There is an increasing push to make everything in biopharma production faster and more efficient – but some things just take time. Cryogenic freezing is one process where, despite efforts to reach extremely low temperatures as quickly as possible, faster is not always better, particularly for cell-based products where freezing too rapidly can damage cell membranes.

Cryogenic freezing is required for a large number of biotherapeutics, as well as stem cells and tissues. However, the freezing protocols for individual products are numerous and highly specific – and many companies struggle because of a lack of controls in freezing equipment. Temperature curves should be individualized based on the specific product type, volume, and concentration to best preserve structural and functional integrity (1).

Broadly speaking, there are two main approaches for cryogenic freezing. Fast uncontrolled freezing is a simple (but far from ideal) cryogenic freezing method that is usually performed via direct contact with liquid nitrogen. This approach can quickly freeze large volumes, but there is little control over freezing rates, which makes it difficult to follow the suggested freezing requirements for a given biopharmaceutical product. For example, CHO cells cannot reestablish equilibrium in such a short time, which may result in intracellular ice formation damaging cellular structures.

Controlled-rate freezing uses comparatively slow freezing rates based upon the product's characteristics. Did you know that CHO cells have an optimum freeze rate of about -1 °C/min. For mRNA, it is a little faster. Controlled-rate freezing reduces the osmotic stress in cells and increases cell survival. The downside of this approach is that it demands advanced equipment with precise temperature monitoring and controls that can reproduce freezing rates at different scales.

Finding the balance between slow and fast freezing is difficult because it can limit applicability under certain circumstances. Fast uncontrolled freezing can have a negative impact on the cell membranes because of the high level of osmotic stress and formation of intracellular ice. On the other hand, slow rates can come with a higher risk of other freeze-related damage, such as cryoconcentration, cell dehydration, or osmotic injuries, if the cooling rates are not ideally met.
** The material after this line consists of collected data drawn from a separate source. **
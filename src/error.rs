use thiserror::Error;

use crate::domain::DomainError;

pub type AppResult<T> = Result<T, AppError>;

#[derive(Error, Debug)]
pub enum AppError {
    #[error("Database error: {0}")]
    DatabaseError(#[from] sea_orm::DbErr),

    #[error("Redis error: {0}")]
    RedisError(#[from] redis::RedisError),

    #[error("Domain error: {0}")]
    DomainError(#[from] DomainError),

    #[error("Validation error: {0}")]
    ValidationError(String),

    #[error("Not found: {0}")]
    NotFound(String),

    #[error("Circuit breaker is OPEN, call skipped")]
    CircuitOpen,

    #[error("Config error: {0}")]
    ConfigError(String),

    #[error("JSON serialization/deserialization error: {0}")]
    SerdeJsonError(#[from] serde_json::Error),

    #[error("Internal error: {0}")]
    InternalError(String),
}

impl AppError {
    pub fn error_code(&self) -> &'static str {
        match self {
            AppError::DatabaseError(_) => "DATABASE_ERROR",
            AppError::RedisError(_) => "REDIS_ERROR",
            AppError::DomainError(_) => "DOMAIN_ERROR",
            AppError::ValidationError(_) => "VALIDATION_ERROR",
            AppError::NotFound(_) => "NOT_FOUND",
            AppError::CircuitOpen => "CIRCUIT_OPEN",
            AppError::ConfigError(_) => "CONFIG_ERROR",
            AppError::SerdeJsonError(_) => "SERDE_ERROR",
            AppError::InternalError(_) => "INTERNAL_ERROR",
        }
    }

}

#[cfg(test)]
mod tests {
    use super::*;

    #[test]
    fn test_error_codes() {
        assert_eq!(AppError::CircuitOpen.error_code(), "CIRCUIT_OPEN");
        assert_eq!(
            AppError::ValidationError("x".into()).error_code(),
            "VALIDATION_ERROR"
        );
        assert_eq!(
            AppError::CircuitOpen.to_string(),
            "Circuit breaker is OPEN, call skipped"
        );
    }

    #[test]
    fn test_domain_error_conversion() {
        let err: AppError = DomainError::SaleNotActive.into();
        assert_eq!(err.error_code(), "DOMAIN_ERROR");
    }
}
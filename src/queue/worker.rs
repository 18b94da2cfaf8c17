use std::sync::Arc;

use chrono::{DateTime, Utc};
use redis::AsyncCommands;
use redis::aio::ConnectionManager;

use crate::domain::{Purchase, PurchaseNumber, Sku, UserId};
use crate::error::{AppError, AppResult};
use crate::ports::{PurchaseJob, PurchaseRepository};
use crate::queue::{QueuedJob, queue_key};
use crate::utils::CircuitBreaker;

/// 指数退避：base * 2^(attempt-1)，attempt 从 1 起
fn backoff_delay_ms(base_ms: u64, attempt: u32) -> u64 {
    let shift = attempt.saturating_sub(1).min(20);
    base_ms.saturating_mul(1u64 << shift)
}

fn job_purchase(data: &PurchaseJob) -> AppResult<Purchase> {
    let sku = Sku::new(data.sku.as_str())?;
    let user_id = UserId::new(data.user_id.as_str())?;
    let purchased_at = DateTime::parse_from_rfc3339(&data.purchased_at)
        .map_err(|_| {
            AppError::ValidationError(format!("Invalid purchasedAt in job: {}", data.purchased_at))
        })?
        .with_timezone(&Utc);
    Ok(Purchase::reconstitute(
        PurchaseNumber::from_value(data.purchase_no.clone()),
        sku,
        user_id,
        purchased_at,
    ))
}

/// 出队端。持有自己独立的 Redis 连接，因为 BRPOP 会阻塞整条
/// 复用连接，不能和状态读写共用。
pub struct PurchaseQueueWorker {
    redis: ConnectionManager,
    ledger: Arc<dyn PurchaseRepository>,
    breaker: Arc<CircuitBreaker>,
    max_attempts: u32,
    backoff_base_ms: u64,
}

impl PurchaseQueueWorker {
    pub fn new(
        redis: ConnectionManager,
        ledger: Arc<dyn PurchaseRepository>,
        breaker: Arc<CircuitBreaker>,
        max_attempts: u32,
        backoff_base_ms: u64,
    ) -> Self {
        Self {
            redis,
            ledger,
            breaker,
            max_attempts,
            backoff_base_ms,
        }
    }

    /// 阻塞最多一秒等一个作业。返回是否处理了作业。
    pub async fn process_next(&self) -> AppResult<bool> {
        let mut conn = self.redis.clone();
        let popped: Option<(String, String)> = conn.brpop(queue_key("pending"), 1.0).await?;

        let Some((_, payload)) = popped else {
            return Ok(false);
        };

        match serde_json::from_str::<QueuedJob>(&payload) {
            Ok(job) => self.handle(job).await?,
            // 解析不了的负载直接进死信，不占重试预算
            Err(err) => {
                log::error!("Discarding malformed queue payload: {err}");
                let _: () = conn.lpush(queue_key("failed"), payload).await?;
            }
        }
        Ok(true)
    }

    async fn handle(&self, job: QueuedJob) -> AppResult<()> {
        let purchase_no = job.data.purchase_no.clone();
        log::info!("Persisting purchase: {purchase_no}");

        let outcome = self
            .breaker
            .run(|| async {
                let purchase = job_purchase(&job.data)?;
                self.ledger.persist(&purchase).await
            })
            .await;

        match outcome {
            Ok(()) => {
                log::info!("Purchase persisted to PostgreSQL: {purchase_no}");
                Ok(())
            }
            Err(err) => self.retry_or_bury(job, err).await,
        }
    }

    async fn retry_or_bury(&self, mut job: QueuedJob, err: AppError) -> AppResult<()> {
        let mut conn = self.redis.clone();
        job.attempts += 1;
        let payload = serde_json::to_string(&job)?;

        if job.attempts >= self.max_attempts {
            // 重试耗尽的作业保留在死信队列里供人工排查
            let _: () = conn.lpush(queue_key("failed"), payload).await?;
            log::error!(
                "Purchase persistence failed permanently: {} after {} attempt(s): {err}",
                job.data.purchase_no,
                job.attempts
            );
            return Ok(());
        }

        let delay_ms = backoff_delay_ms(self.backoff_base_ms, job.attempts);
        let due_at = Utc::now().timestamp_millis() + delay_ms as i64;
        let _: () = conn.zadd(queue_key("delayed"), payload, due_at).await?;
        log::warn!(
            "Purchase persistence failed: {} (attempt {}/{}), retrying in {delay_ms}ms: {err}",
            job.data.purchase_no,
            job.attempts,
            self.max_attempts
        );
        Ok(())
    }

    /// 把到期的延迟作业搬回待处理队列。ZREM 作为认领，多个进程
    /// 同时提升也不会重复投递。
    pub async fn promote_due(&self) -> AppResult<u32> {
        let mut conn = self.redis.clone();
        let now_ms = Utc::now().timestamp_millis();

        let due: Vec<String> = conn
            .zrangebyscore(queue_key("delayed"), "-inf", now_ms)
            .await?;

        let mut promoted = 0;
        for payload in due {
            let removed: i64 = conn.zrem(queue_key("delayed"), &payload).await?;
            if removed == 1 {
                let _: () = conn.lpush(queue_key("pending"), payload).await?;
                promoted += 1;
            }
        }

        if promoted > 0 {
            log::debug!("Promoted {promoted} delayed job(s)");
        }
        Ok(promoted)
    }
}
use chrono::{DateTime, Utc};

use crate::domain::errors::DomainError;

/// 销售时间窗口 `[start, end)`，要求 end 严格晚于 start
#[derive(Debug, Clone, Copy, PartialEq, Eq)]
pub struct TimeRange {
    start: DateTime<Utc>,
    end: DateTime<Utc>,
}

impl TimeRange {
    pub fn new(start: DateTime<Utc>, end: DateTime<Utc>) -> Result<Self, DomainError> {
        if end <= start {
            return Err(DomainError::InvalidTimeRange(
                "End time must be after start time".to_string(),
            ));
        }
        Ok(Self { start, end })
    }

    pub fn start(&self) -> DateTime<Utc> {
        self.start
    }

    pub fn end(&self) -> DateTime<Utc> {
        self.end
    }

    pub fn is_before_start(&self, now: DateTime<Utc>) -> bool {
        now < self.start
    }

    /// 半开区间：start 时刻算在窗口内，end 时刻不算
    pub fn is_within_range(&self, now: DateTime<Utc>) -> bool {
        now >= self.start && now < self.end
    }

    pub fn is_past_end(&self, now: DateTime<Utc>) -> bool {
        now >= self.end
    }
}
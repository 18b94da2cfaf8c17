use async_trait::async_trait;
use sea_orm::sea_query::OnConflict;
use sea_orm::{ColumnTrait, DbErr, EntityTrait, QueryFilter, Set};

use crate::database::DbPool;
use crate::domain::{Purchase, PurchaseNumber, Sku, UserId};
use crate::entities::{product_entity, purchase_entity};
use crate::error::AppResult;
use crate::ports::PurchaseRepository;

/// 购买台账仓储。写入路径靠 (product_id, user_id) 唯一约束兜底，
/// 同一条作业重放多少次都只落一行。
#[derive(Clone)]
pub struct PgPurchaseRepository {
    pool: DbPool,
}

impl PgPurchaseRepository {
    pub fn new(pool: DbPool) -> Self {
        Self { pool }
    }
}

#[async_trait]
impl PurchaseRepository for PgPurchaseRepository {
    async fn persist(&self, purchase: &Purchase) -> AppResult<()> {
        let product = product_entity::Entity::find()
            .filter(product_entity::Column::Sku.eq(purchase.sku().as_str()))
            .one(&self.pool)
            .await?;

        let Some(product) = product else {
            log::warn!(
                "Product not found for SKU: {}, skipping persist",
                purchase.sku().as_str()
            );
            return Ok(());
        };

        let model = purchase_entity::ActiveModel {
            product_id: Set(product.id),
            user_id: Set(purchase.user_id().as_str().to_string()),
            purchased_at: Set(purchase.purchased_at()),
            created_by: Set("system".to_string()),
            ..Default::default()
        };

        let inserted = purchase_entity::Entity::insert(model)
            .on_conflict(
                OnConflict::columns([
                    purchase_entity::Column::ProductId,
                    purchase_entity::Column::UserId,
                ])
                .do_nothing()
                .to_owned(),
            )
            .exec(&self.pool)
            .await;

        match inserted {
            Ok(_) => {}
            // DO NOTHING 命中唯一约束时 sea-orm 报 RecordNotInserted，视为成功
            Err(DbErr::RecordNotInserted) => {}
            Err(err) => return Err(err.into()),
        }

        log::info!(
            "Purchase persist attempted (idempotent): user={}, sku={}",
            purchase.user_id().as_str(),
            purchase.sku().as_str()
        );
        Ok(())
    }

    async fn find_by_user(&self, sku: &Sku, user_id: &UserId) -> AppResult<Option<Purchase>> {
        let product = product_entity::Entity::find()
            .filter(product_entity::Column::Sku.eq(sku.as_str()))
            .one(&self.pool)
            .await?;

        let Some(product) = product else {
            return Ok(None);
        };

        let row = purchase_entity::Entity::find()
            .filter(purchase_entity::Column::ProductId.eq(product.id))
            .filter(purchase_entity::Column::UserId.eq(user_id.as_str()))
            .one(&self.pool)
            .await?;

        // 台账不存原始购买号，按行 ID 重建一个可展示的编号
        Ok(row.map(|row| {
            Purchase::reconstitute(
                PurchaseNumber::from_value(format!("PUR-{}", row.id)),
                sku.clone(),
                user_id.clone(),
                row.purchased_at,
            )
        }))
    }

    async fn list_user_ids(&self, product_id: i64) -> AppResult<Vec<String>> {
        let rows = purchase_entity::Entity::find()
            .filter(purchase_entity::Column::ProductId.eq(product_id))
            .all(&self.pool)
            .await?;
        Ok(rows.into_iter().map(|row| row.user_id).collect())
    }
}
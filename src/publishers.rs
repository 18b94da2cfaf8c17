//! Event publisher adapters. The default wiring fans every domain event
//! out to the application log and to the `sale:events` Redis channel that
//! downstream consumers (storefront gateways) subscribe to.

use std::sync::Arc;

use async_trait::async_trait;
use redis::AsyncCommands;
use redis::aio::ConnectionManager;
use serde_json::json;

use crate::domain::{DomainEvent, SaleEvent};
use crate::error::AppResult;
use crate::ports::EventPublisher;

pub const EVENTS_CHANNEL: &str = "sale:events";

/// 仅写日志的发布器
pub struct LoggingEventPublisher;

#[async_trait]
impl EventPublisher for LoggingEventPublisher {
    async fn publish(&self, event: &DomainEvent) -> AppResult<()> {
        log::info!(
            "Domain event: {} at {}",
            event.payload.name(),
            event.occurred_at.to_rfc3339()
        );
        Ok(())
    }
}

/// 频道消息的两种形态：
/// 库存变化 `{"event":"stock-update","data":{"sku":...,"stock":n}}`，
/// 状态变化 `{"event":"state-change","data":{"sku":...,"state":...[,"reason":...]}}`。
/// 不往广播频道里放 userId。
fn channel_message(event: &SaleEvent) -> serde_json::Value {
    match event {
        SaleEvent::SaleStarted { sku } => json!({
            "event": "state-change",
            "data": { "sku": sku.as_str(), "state": "ACTIVE" },
        }),
        SaleEvent::SaleEnded { sku, reason } => json!({
            "event": "state-change",
            "data": { "sku": sku.as_str(), "state": "ENDED", "reason": reason.as_str() },
        }),
        SaleEvent::PurchaseConfirmed {
            sku,
            remaining_stock,
            ..
        } => json!({
            "event": "stock-update",
            "data": { "sku": sku.as_str(), "stock": remaining_stock },
        }),
        SaleEvent::StockDepleted { sku } => json!({
            "event": "stock-update",
            "data": { "sku": sku.as_str(), "stock": 0 },
        }),
    }
}

/// 往 `sale:events` 频道 PUBLISH 的发布器
pub struct RedisEventPublisher {
    redis: ConnectionManager,
}

impl RedisEventPublisher {
    pub fn new(redis: ConnectionManager) -> Self {
        Self { redis }
    }
}

#[async_trait]
impl EventPublisher for RedisEventPublisher {
    async fn publish(&self, event: &DomainEvent) -> AppResult<()> {
        let message = serde_json::to_string(&channel_message(&event.payload))?;
        let mut conn = self.redis.clone();
        let _: () = conn.publish(EVENTS_CHANNEL, message).await?;
        Ok(())
    }
}

/// 按顺序广播到多个发布器
pub struct CompositeEventPublisher {
    publishers: Vec<Arc<dyn EventPublisher>>,
}

impl CompositeEventPublisher {
    pub fn new(publishers: Vec<Arc<dyn EventPublisher>>) -> Self {
        Self { publishers }
    }
}

#[async_trait]
impl EventPublisher for CompositeEventPublisher {
    async fn publish(&self, event: &DomainEvent) -> AppResult<()> {
        for publisher in &self.publishers {
            publisher.publish(event).await?;
        }
        Ok(())
    }
}
use chrono::{DateTime, Utc};

use crate::domain::purchase_number::PurchaseNumber;
use crate::domain::sku::Sku;
use crate::domain::user_id::UserId;

/// 一条确认的购买记录
#[derive(Debug, Clone, PartialEq, Eq)]
pub struct Purchase {
    purchase_no: PurchaseNumber,
    sku: Sku,
    user_id: UserId,
    purchased_at: DateTime<Utc>,
}

impl Purchase {
    pub fn create(sku: Sku, user_id: UserId) -> Self {
        Self {
            purchase_no: PurchaseNumber::generate(),
            sku,
            user_id,
            purchased_at: Utc::now(),
        }
    }

    pub fn reconstitute(
        purchase_no: PurchaseNumber,
        sku: Sku,
        user_id: UserId,
        purchased_at: DateTime<Utc>,
    ) -> Self {
        Self {
            purchase_no,
            sku,
            user_id,
            purchased_at,
        }
    }

    pub fn purchase_no(&self) -> &PurchaseNumber {
        &self.purchase_no
    }

    pub fn sku(&self) -> &Sku {
        &self.sku
    }

    pub fn user_id(&self) -> &UserId {
        &self.user_id
    }

    pub fn purchased_at(&self) -> DateTime<Utc> {
        self.purchased_at
    }
}
//! Lua procedures executed server-side in Redis. Redis runs scripts on a
//! single thread, so each script body is one atomic step: no app-level lock
//! can interleave between the checks and the writes.

/// 原子购买判定。KEYS: state, stock, buyers, config, end_reason；
/// ARGV: user_id, now (epoch 毫秒)。返回 JSON 字符串。
///
/// 步骤（顺序即规则）:
/// 1. ACTIVE 且已过 endTime -> 就地置 ENDED / TIME_EXPIRED（惰性过期）
/// 2. 非 ACTIVE -> SALE_NOT_ACTIVE（键不存在同样走这里）
/// 3. 已在买家集合 -> ALREADY_PURCHASED
/// 4. 库存 <= 0 -> SOLD_OUT
/// 5. DECR 库存并 SADD 买家
/// 6. 扣到 0 -> 置 ENDED / SOLD_OUT
pub const ATOMIC_PURCHASE: &str = r#"
local state = redis.call('GET', KEYS[1])

if state == 'ACTIVE' then
  local end_time = tonumber(redis.call('HGET', KEYS[4], 'endTime'))
  if end_time and tonumber(ARGV[2]) >= end_time then
    redis.call('SET', KEYS[1], 'ENDED')
    redis.call('SET', KEYS[5], 'TIME_EXPIRED')
    state = 'ENDED'
  end
end

if state ~= 'ACTIVE' then
  return cjson.encode({status='rejected', code='SALE_NOT_ACTIVE'})
end

if redis.call('SISMEMBER', KEYS[3], ARGV[1]) == 1 then
  return cjson.encode({status='rejected', code='ALREADY_PURCHASED'})
end

local stock = tonumber(redis.call('GET', KEYS[2]) or '0')
if stock <= 0 then
  return cjson.encode({status='rejected', code='SOLD_OUT'})
end

local remaining = redis.call('DECR', KEYS[2])
redis.call('SADD', KEYS[3], ARGV[1])

if remaining <= 0 then
  redis.call('SET', KEYS[1], 'ENDED')
  redis.call('SET', KEYS[5], 'SOLD_OUT')
end

return cjson.encode({status='success', remainingStock=remaining})
"#;

/// 时间驱动的状态转换。KEYS: state, config, end_reason；ARGV: now (epoch 毫秒)。
/// 返回 transitioned_to_active / transitioned_to_ended / no_transition。
///
/// 只看时间：库存扣到零的结束由购买脚本在同一原子步骤里完成，
/// 这里永远观察不到 stock=0 且 state=ACTIVE 的中间态。
pub const TRANSITION_STATE: &str = r#"
local state = redis.call('GET', KEYS[1])
local now = tonumber(ARGV[1])

if state == 'UPCOMING' then
  local start_time = tonumber(redis.call('HGET', KEYS[2], 'startTime'))
  if start_time and now >= start_time then
    redis.call('SET', KEYS[1], 'ACTIVE')
    return 'transitioned_to_active'
  end
  return 'no_transition'
end

if state == 'ACTIVE' then
  local end_time = tonumber(redis.call('HGET', KEYS[2], 'endTime'))
  if end_time and now >= end_time then
    redis.call('SET', KEYS[1], 'ENDED')
    redis.call('SET', KEYS[3], 'TIME_EXPIRED')
    return 'transitioned_to_ended'
  end
  return 'no_transition'
end

return 'no_transition'
"#;
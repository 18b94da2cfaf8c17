use chrono::{DateTime, Utc};
use sea_orm::entity::prelude::*;

#[derive(Clone, Debug, PartialEq, DeriveEntityModel, Eq)]
#[sea_orm(table_name = "purchases")]
pub struct Model {
    #[sea_orm(primary_key)]
    pub id: i64,
    pub product_id: i64,
    pub user_id: String,
    pub purchased_at: DateTime<Utc>,
    pub created_at: DateTime<Utc>,
    pub created_by: String,
    pub updated_at: Option<DateTime<Utc>>,
    pub updated_by: Option<String>,
}

#[derive(Copy, Clone, Debug, EnumIter, DeriveRelation)]
pub enum Relation {}

impl ActiveModelBehavior for ActiveModel {}
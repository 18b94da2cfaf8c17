use chrono::{DateTime, Utc};
use sea_orm::entity::prelude::*;

#[derive(Clone, Debug, PartialEq, DeriveEntityModel, Eq)]
#[sea_orm(table_name = "products")]
pub struct Model {
    #[sea_orm(primary_key)]
    pub id: i64,
    pub sku: String,
    pub product_name: String,
    pub initial_stock: i32,
    pub start_time: DateTime<Utc>,
    pub end_time: DateTime<Utc>,
    pub state: String,
    pub created_at: DateTime<Utc>,
    pub created_by: String,
    pub updated_at: Option<DateTime<Utc>>,
    pub updated_by: Option<String>,
}

#[derive(Copy, Clone, Debug, EnumIter, DeriveRelation)]
pub enum Relation {}

impl ActiveModelBehavior for ActiveModel {}
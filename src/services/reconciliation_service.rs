use std::collections::HashSet;
use std::sync::Arc;

use chrono::Utc;

use crate::domain::{SaleState, Sku};
use crate::error::AppResult;
use crate::ports::{ProductRepository, PurchaseJob, PurchaseQueue, PurchaseRepository, SaleStore};

#[derive(Debug, Clone, Copy, PartialEq, Eq)]
pub struct ReconciliationOutcome {
    pub mismatches: u32,
}

/// 对账：买家集合是事实来源，台账缺的行补写回队列。
/// 只读快速存储，永远不改它。
#[derive(Clone)]
pub struct ReconciliationService {
    store: Arc<dyn SaleStore>,
    products: Arc<dyn ProductRepository>,
    purchases: Arc<dyn PurchaseRepository>,
    queue: Arc<dyn PurchaseQueue>,
}

impl ReconciliationService {
    pub fn new(
        store: Arc<dyn SaleStore>,
        products: Arc<dyn ProductRepository>,
        purchases: Arc<dyn PurchaseRepository>,
        queue: Arc<dyn PurchaseQueue>,
    ) -> Self {
        Self {
            store,
            products,
            purchases,
            queue,
        }
    }

    pub async fn reconcile(&self, sku: &str) -> AppResult<ReconciliationOutcome> {
        let sku = Sku::new(sku)?;
        log::info!("Starting reconciliation for SKU: {}", sku.as_str());

        let Some(product) = self.products.find_by_sku(&sku).await? else {
            log::warn!(
                "Product not found for SKU: {}, skipping reconciliation",
                sku.as_str()
            );
            return Ok(ReconciliationOutcome { mismatches: 0 });
        };

        let buyers = self.store.buyers(&sku).await?;
        if buyers.is_empty() {
            log::info!("No buyers in Redis for SKU: {}", sku.as_str());
            return Ok(ReconciliationOutcome { mismatches: 0 });
        }

        let persisted: HashSet<String> = self
            .purchases
            .list_user_ids(product.id)
            .await?
            .into_iter()
            .collect();

        let missing: Vec<String> = buyers
            .into_iter()
            .filter(|user_id| !persisted.contains(user_id))
            .collect();

        if missing.is_empty() {
            log::info!(
                "Reconciliation complete for SKU: {}, no mismatches",
                sku.as_str()
            );
            return Ok(ReconciliationOutcome { mismatches: 0 });
        }

        log::warn!(
            "Reconciliation found {} mismatches for SKU: {}",
            missing.len(),
            sku.as_str()
        );

        // 补写的 purchasedAt 用对账时刻：buyers 集合里只有用户 ID，
        // 没有各自的原始购买时间。RECON- 前缀标记对账来源。
        for user_id in &missing {
            self.queue
                .enqueue(&PurchaseJob {
                    purchase_no: format!("RECON-{}-{}", Utc::now().timestamp_millis(), user_id),
                    sku: sku.as_str().to_string(),
                    user_id: user_id.clone(),
                    purchased_at: Utc::now().to_rfc3339(),
                })
                .await?;
        }

        log::info!(
            "Reconciliation re-enqueued {} purchases for SKU: {}",
            missing.len(),
            sku.as_str()
        );

        Ok(ReconciliationOutcome {
            mismatches: missing.len() as u32,
        })
    }

    /// 后台扫描入口：UPCOMING 还没有买家，跳过
    pub async fn reconcile_all(&self) -> AppResult<()> {
        let skus = self.store.sale_skus().await?;
        for raw in skus {
            if let Err(err) = self.reconcile_if_started(&raw).await {
                log::error!("Error reconciling sale {raw}: {err}");
            }
        }
        Ok(())
    }

    async fn reconcile_if_started(&self, raw: &str) -> AppResult<()> {
        let sku = Sku::new(raw)?;
        let status = self.store.get_sale_status(&sku).await?;
        if status.state == SaleState::Upcoming {
            return Ok(());
        }
        self.reconcile(raw).await?;
        Ok(())
    }
}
The industry needs more controlled-rate freezing processes that allow the optimal freezing rate to be selected, especially during the phase transition (solidification) (2). Fortunately, new innovations are emerging. Plate freezing, for example, allows for controlled freezing rates even when handling larger volumes of biologics. There is efficient heat transfer because of the direct contact with the primary packaging, allowing for more homogenous freezing processes and reducing the risk of freeze-related damages. With plate freezing techniques, biologics may be cooled to temperatures as low as -80 °C, and then further cooled using a cryogenic freezer. This is possible because, below -47 °C, switching to rapid freezing has been shown to produce no negative impact on cell viability after thawing (3, 4). 

Also emerging are novel liquid nitrogen-based cryogenic freezers with fully controlled freezing rates. Despite using liquid nitrogen as a means to lower temperatures, the biologics themselves are not directly exposed because they can be covered in protective packaging, and then frozen by the dosed addition of liquid nitrogen (using injection systems) to help customize the freezing process.

We recently studied the optimal freezing time for CHO-K1 cells and found that the best rates were achieved using such a novel cryogenic freezer at cooling rates of approximately 1 °C/min, with cell viability reaching levels of more than 90 percent (5).

These new systems are not the final frontier of freezing science; technology will need to continue to improve – and accessibility needs to be addressed. Nevertheless, I believe we will see a rising adoption of more controlled and reproducible cryogenic freezing processes.